**DATA RECORDS:**

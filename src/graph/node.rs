//! Nodes of the compiled graph and their memory descriptors.

use serde::{Deserialize, Serialize};

use super::op::OpType;
use super::tensor::TensorDesc;

/// Sentinel stored in offset lists for slots the planner has not annotated.
pub const INVALID_OFFSET: i64 = -1;

/// Position of a node in [`super::Graph::nodes`]; doubles as its rank in
/// the topological order.
#[derive(Debug, Clone, Copy, PartialEq, Eq, Hash, PartialOrd, Ord, Default, Serialize, Deserialize)]
pub struct NodeId(pub usize);

/// An output anchor: output `index` of `node`.
#[derive(Debug, Clone, Copy, PartialEq, Eq, Hash, PartialOrd, Ord, Serialize, Deserialize)]
pub struct OutputRef {
    pub node: NodeId,
    pub index: usize,
}

/// An input anchor: input `index` of `node`.
#[derive(Debug, Clone, Copy, PartialEq, Eq, Hash, PartialOrd, Ord, Serialize, Deserialize)]
pub struct InputRef {
    pub node: NodeId,
    pub index: usize,
}

#[derive(Debug, Clone, Default, PartialEq, Serialize, Deserialize)]
pub struct InputDesc {
    #[serde(default)]
    pub desc: TensorDesc,
    /// Producing output; `None` for a dangling input.
    #[serde(default)]
    pub source: Option<OutputRef>,
}

#[derive(Debug, Clone, Default, PartialEq, Serialize, Deserialize)]
pub struct OutputDesc {
    #[serde(default)]
    pub desc: TensorDesc,
    /// Bytes this output occupies on the device.
    pub size: u64,
    /// In-place: this output occupies the memory of input `k`.
    #[serde(default)]
    pub reuse_input: Option<usize>,
    /// Downstream edges, rebuilt by [`super::Graph::relink`].
    #[serde(skip)]
    pub consumers: Vec<InputRef>,
}

impl OutputDesc {
    pub fn new(size: u64) -> Self {
        Self {
            size,
            ..Self::default()
        }
    }

    pub fn with_desc(mut self, desc: TensorDesc) -> Self {
        self.desc = desc;
        self
    }

    pub fn reusing_input(mut self, input: usize) -> Self {
        self.reuse_input = Some(input);
        self
    }
}

/// Attributes the planner reads. A missing attribute is simply `None` or
/// empty; reading never fails.
#[derive(Debug, Clone, Default, PartialEq, Serialize, Deserialize)]
pub struct NodeAttrs {
    /// Dynamic-batch branch this node belongs to.
    #[serde(default)]
    pub batch_label: Option<String>,
    /// Present on branch-fusion convergence ops; disables pool reuse.
    #[serde(default)]
    pub convergence_label: Option<i64>,
    /// Per-workspace reuse permission; indices past the end are allowed.
    #[serde(default)]
    pub workspace_reuse: Vec<bool>,
    /// Output indices declared as graph-boundary outputs.
    #[serde(default)]
    pub boundary_outputs: Vec<usize>,
}

#[derive(Debug, Clone, PartialEq, Serialize, Deserialize)]
pub struct Node {
    #[serde(default)]
    pub id: NodeId,
    pub name: String,
    pub op_type: OpType,
    #[serde(default)]
    pub stream_id: i64,
    #[serde(default)]
    pub inputs: Vec<InputDesc>,
    #[serde(default)]
    pub outputs: Vec<OutputDesc>,
    #[serde(default)]
    pub workspace_bytes: Vec<u64>,
    #[serde(default)]
    pub attrs: NodeAttrs,
    #[serde(default)]
    pub output_offsets: Vec<i64>,
    #[serde(default)]
    pub workspace_offsets: Vec<i64>,
}

impl Node {
    pub fn new(name: impl Into<String>, op_type: impl Into<OpType>) -> Self {
        Self {
            id: NodeId::default(),
            name: name.into(),
            op_type: op_type.into(),
            stream_id: 0,
            inputs: Vec::new(),
            outputs: Vec::new(),
            workspace_bytes: Vec::new(),
            attrs: NodeAttrs::default(),
            output_offsets: Vec::new(),
            workspace_offsets: Vec::new(),
        }
    }

    pub fn on_stream(mut self, stream_id: i64) -> Self {
        self.stream_id = stream_id;
        self
    }

    pub fn with_input(mut self, desc: TensorDesc) -> Self {
        self.inputs.push(InputDesc { desc, source: None });
        self
    }

    /// Add an output of `size` bytes with a default descriptor.
    pub fn with_output(self, size: u64) -> Self {
        self.with_output_desc(OutputDesc::new(size))
    }

    pub fn with_output_desc(mut self, output: OutputDesc) -> Self {
        self.outputs.push(output);
        self
    }

    pub fn with_workspace(mut self, size: u64) -> Self {
        self.workspace_bytes.push(size);
        self
    }

    pub fn with_batch_label(mut self, label: impl Into<String>) -> Self {
        self.attrs.batch_label = Some(label.into());
        self
    }

    pub fn with_convergence_label(mut self, label: i64) -> Self {
        self.attrs.convergence_label = Some(label);
        self
    }

    pub fn with_workspace_reuse(mut self, flags: Vec<bool>) -> Self {
        self.attrs.workspace_reuse = flags;
        self
    }

    pub fn with_boundary_output(mut self, index: usize) -> Self {
        self.attrs.boundary_outputs.push(index);
        self
    }

    pub fn output_size(&self, index: usize) -> Option<u64> {
        self.outputs.get(index).map(|o| o.size)
    }

    pub fn is_boundary_output(&self, index: usize) -> bool {
        self.attrs.boundary_outputs.contains(&index)
    }

    pub fn workspace_reuse_allowed(&self, index: usize) -> bool {
        self.attrs.workspace_reuse.get(index).copied().unwrap_or(true)
    }

    /// Outputs that declare in-place reuse of input `input`.
    pub fn outputs_reusing_input(&self, input: usize) -> impl Iterator<Item = usize> + '_ {
        self.outputs
            .iter()
            .enumerate()
            .filter(move |(_, o)| o.reuse_input == Some(input))
            .map(|(i, _)| i)
    }
}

**YOUR ASSIGNMENT:**
Pull out the lines above in which the word "InputRef" appears.

**WRITTEN ANSWER:**
pub struct InputRef {
    pub consumers: Vec<InputRef>,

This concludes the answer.